Proxima estación: Sestri Levante

Da molto tempo le pensavo. Le Cinque Terre intendo. Con le loro alture, gli strapiombi, i colori delle case, ed i boschi in riva al mare, che il popolo ligure ha deciso di conservare fermamente, o per lo meno di provarci. Non ero mai stata in Liguria – non valgono i viaggi da bambino, in quanto, se non permangono spontaneamente nella memoria, hanno il valore profondo di una condivisione famigliare, ma in qualche modo attutita, velata, come un racconto in terza persona.

Le Cinque Terre dicevo, e per quanto ancora ignorassi gran parte della sua ricchezza storica e sociale, stuzzicavano quel sesto senso per il bello, indizio discreto e quanto mai efficace, il quale mi porta a seguire il filo della consistenza – qualunque essa sia, purché Sia – e ad esplorare tracce di antiche gesta appartenenti alla memoria collettiva. Ho sempre pensato che qui, in Italia, per quanto penisola battuta dal vento del cattolicesimo – credenza con i suoi pro e contro riguardo i quali non avvierò in tal sede alcun discernimento – il genio umano si sia adoperato nella costruzione dei templi del culto ed abbia massimamente investito la sua forza e la sua capacità del fare. Homo – catholicus – faber. Ad ogni modo, ciò che intendo dire, è che, volendo cercare il meglio dell’uomo, lo troveremo proprio nell’abilità della costruzione e dell’abbellimento dei luoghi sacri. Come parimenti all’oggi – permettetemi questa breve digressione – volendo perseguire tale ricerca, non sarà più negli studi empirici circa lo scarico dei pesi sul versante laterale per poter sfidare l’altezza, e in qualche modo il cielo, che troveremo quel valore, bensì nella pubblicità, locus per eccellenza dello sforzo creativo contemporaneo, ove le migliori intelligenze si adoperano, investendo passione, amore, dedizione. Non spetta a me valutare la bontà o meno di tale modifica sostanziale di obiettivi, in quanto è necessario un orizzonte ben più ambio della durata una vita per comprenderne a fondo i valori recanti. Per parte mia, io – quivi – mi limito a notare il cambiamento, senz’altro aggiungere.

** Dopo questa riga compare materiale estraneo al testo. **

//! Accounts API Handlers

use axum::{Json, extract::State};
use serde::{Deserialize, Serialize};
use validator::Validate;

use crate::auth::{CurrentUser, hash_password};
use crate::core::ServerState;
use crate::db::repository;
use crate::utils::{AppError, AppResponse, AppResult, ok, ok_with_message};
use shared::models::{
    BalanceView, Restaurant, RestaurantCreate, User, UserCreate, UserRole,
};

/// Registration payload. Restaurant signup carries the restaurant profile.
#[derive(Debug, Deserialize, Validate)]
pub struct RegisterRequest {
    #[validate(email)]
    pub email: String,
    #[validate(length(min = 8, message = "password must be at least 8 characters"))]
    pub password: String,
    pub role: UserRole,
    #[validate(length(min = 1))]
    pub first_name: String,
    #[validate(length(min = 1))]
    pub last_name: String,
    #[validate(length(min = 1))]
    pub location: String,
    #[validate(length(min = 1))]
    pub postal_code: String,
    pub restaurant: Option<RestaurantCreate>,
}

#[derive(Debug, Serialize)]
pub struct RegisterResponse {
    pub user: User,
    #[serde(skip_serializing_if = "Option::is_none")]
    pub restaurant: Option<Restaurant>,
}

/// Create an account. Admin accounts are provisioned out of band.
pub async fn register(
    State(state): State<ServerState>,
    Json(payload): Json<RegisterRequest>,
) -> AppResult<Json<AppResponse<RegisterResponse>>> {
    payload
        .validate()
        .map_err(|e| AppError::validation(e.to_string()))?;

    if payload.role == UserRole::Admin {
        return Err(AppError::forbidden("Admin accounts cannot self-register"));
    }
    if payload.role == UserRole::Restaurant && payload.restaurant.is_none() {
        return Err(AppError::validation(
            "Restaurant signup requires a restaurant profile",
        ));
    }

    let password_hash = hash_password(&payload.password)?;
    let user = repository::user::create(
        &state.db.pool,
        UserCreate {
            email: payload.email,
            password_hash,
            role: payload.role,
            first_name: payload.first_name,
            last_name: payload.last_name,
            location: payload.location,
            postal_code: payload.postal_code,
        },
    )
    .await?;

    let restaurant = match payload.restaurant {
        Some(data) if payload.role == UserRole::Restaurant => {
            Some(repository::restaurant::create(&state.db.pool, user.id, data).await?)
        }
        _ => None,
    };

    tracing::info!(user_id = user.id, role = %user.role, "Account registered");
    Ok(ok(RegisterResponse { user, restaurant }))
}

/// Current balance of the actor.
///
/// Customers read their own balance; owners read the owned restaurant's
/// balance (single source of truth, no mirror column); admins read the
/// treasury's running earnings.
pub async fn balance(
    State(state): State<ServerState>,
    current: CurrentUser,
) -> AppResult<Json<AppResponse<BalanceView>>> {
    let user = &current.user;
    let balance = match user.role {
        UserRole::Customer => user.balance,
        UserRole::Restaurant => {
            repository::restaurant::find_by_user_id(&state.db.pool, user.id)
                .await?
                .map(|r| r.balance)
                .ok_or_else(|| AppError::not_found("No restaurant registered for this account"))?
        }
        UserRole::Admin => repository::ledger::get_treasury(&state.db.pool)
            .await?
            .total_earnings,
    };

    Ok(ok(BalanceView {
        user_id: user.id,
        role: user.role,
        balance,
    }))
}

#[derive(Debug, Deserialize)]
pub struct TopupRequest {
    pub amount: f64,
}

#[derive(Debug, Serialize)]
pub struct TopupResponse {
    pub balance: f64,
}

/// Credit the actor's balance.
pub async fn topup(
    State(state): State<ServerState>,
    current: CurrentUser,
    Json(payload): Json<TopupRequest>,
) -> AppResult<Json<AppResponse<TopupResponse>>> {
    let balance = state
        .settlement
        .topup(&current.user, payload.amount)
        .await?;
    Ok(ok_with_message(
        TopupResponse { balance },
        "Balance topped up",
    ))
}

Gorizia (GO) | Scrutando l'atlanteMa torniamo a noi e a questo quinto viaggio del vespino. L’estate del 2011 fu lunga, intensa, il lavoro era nella sua fase avanzata e poche erano state le uscite al mare. Come tutti gl’anni sognavo la Spagna e i suoi monasteri del nord, ma neanche stavolta avrei potuto affrontarla con la giusta preparazione ed il giusto clima. Così aprii l’atlante, e misurando con il dito una distanza ragionevole entro e non oltre i 1000 km dal luogo di partenza – Gorizia – feci l’appello delle possibili mete. La Croazia l’avevo già battuta, Istanbul era lontana, l’Austria montuosa e la Francia troppo vicina all’amata Spagna per sottopormi ad un simile affronto. Restava l’Italia ed avevo bisogno di mare. Possibilmente con spiagge di pietra e non di sabbia. Allora siamo d’accordo, mettiamo via l’Adriatico, ché fino ad Ancona ed oltre ha quel retrogusto di palude e di piedi sprofondati nella sabbia scura, e guardiamo con occhio curioso al versante tirrenico. Il 2010 mi aveva visto attraversare l’Appennino alla volta di Livorno per la missione sarda e di quell’escursione ricordavo il piacere di certe alture e certi panorami estesi, ed anche una piccola nota a margine sul diario di bordo, con sopra un asterisco: Cinque Terre.

Così, con il sesto senso in fibrillazione, una manciata di giorni per i preparativi e la voglia di viti e salsedine, mi accinsi a stilare il piano di viaggio. Era passata la prima settimana di settembre e l’estate sembrava non finire.